> **Directions for this task**
Below is a block of data; give all of it again word for word.

> **Available records**
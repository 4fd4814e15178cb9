// self
use crate::{_prelude::*, rate::TariffCode};

/// Which tiers a cascade may consult.
#[derive(Clone, Copy, Debug, Default, PartialEq, Eq, Hash, Serialize, Deserialize)]
#[serde(rename_all = "snake_case")]
pub enum FetchMode {
	/// Cache, then store, then remote.
	#[default]
	Cascade,
	/// Cache and store only; never touches the network.
	LocalOnly,
	/// Skips cache and store and always fetches.
	ForceRemote,
}

/// Parameters for [`RateRepository::rates`](crate::repository::RateRepository::rates).
#[derive(Clone, Debug, PartialEq)]
pub struct RatesRequest {
	/// Tariff whose records are requested.
	pub tariff_code: TariffCode,
	/// Lookback window; `None` uses the configured default.
	pub lookback: Option<Duration>,
	/// Instant every freshness decision is made against.
	pub now: DateTime<Utc>,
	/// Tier selection.
	pub mode: FetchMode,
}
impl RatesRequest {
	/// Creates a cascade request with the default lookback.
	pub fn new(tariff_code: TariffCode, now: DateTime<Utc>) -> Self {
		Self { tariff_code, lookback: None, now, mode: FetchMode::default() }
	}

	/// Overrides the lookback window.
	pub fn with_lookback(mut self, lookback: Duration) -> Self {
		self.lookback = Some(lookback);

		self
	}

	/// Overrides the fetch mode.
	pub fn with_mode(mut self, mode: FetchMode) -> Self {
		self.mode = mode;

		self
	}
}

> **Exercise response**
repository 4fd4814e15178cb9
// self
use crate::{_prelude::*, rate::TariffCode};

/// Which tiers a cascade may consult.
#[derive(Clone, Copy, Debug, Default, PartialEq, Eq, Hash, Serialize, Deserialize)]
#[serde(rename_all = "snake_case")]
pub enum FetchMode {
	/// Cache, then store, then remote.
	#[default]
	Cascade,
	/// Cache and store only; never touches the network.
	LocalOnly,
	/// Skips cache and store and always fetches.
	ForceRemote,
}

/// Parameters for [`RateRepository::rates`](crate::repository::RateRepository::rates).
#[derive(Clone, Debug, PartialEq)]
pub struct RatesRequest {
	/// Tariff whose records are requested.
	pub tariff_code: TariffCode,
	/// Lookback window; `None` uses the configured default.
	pub lookback: Option<Duration>,
	/// Instant every freshness decision is made against.
	pub now: DateTime<Utc>,
	/// Tier selection.
	pub mode: FetchMode,
}
impl RatesRequest {
	/// Creates a cascade request with the default lookback.
	pub fn new(tariff_code: TariffCode, now: DateTime<Utc>) -> Self {
		Self { tariff_code, lookback: None, now, mode: FetchMode::default() }
	}

	/// Overrides the lookback window.
	pub fn with_lookback(mut self, lookback: Duration) -> Self {
		self.lookback = Some(lookback);

		self
	}

	/// Overrides the fetch mode.
	pub fn with_mode(mut self, mode: FetchMode) -> Self {
		self.mode = mode;

		self
	}
}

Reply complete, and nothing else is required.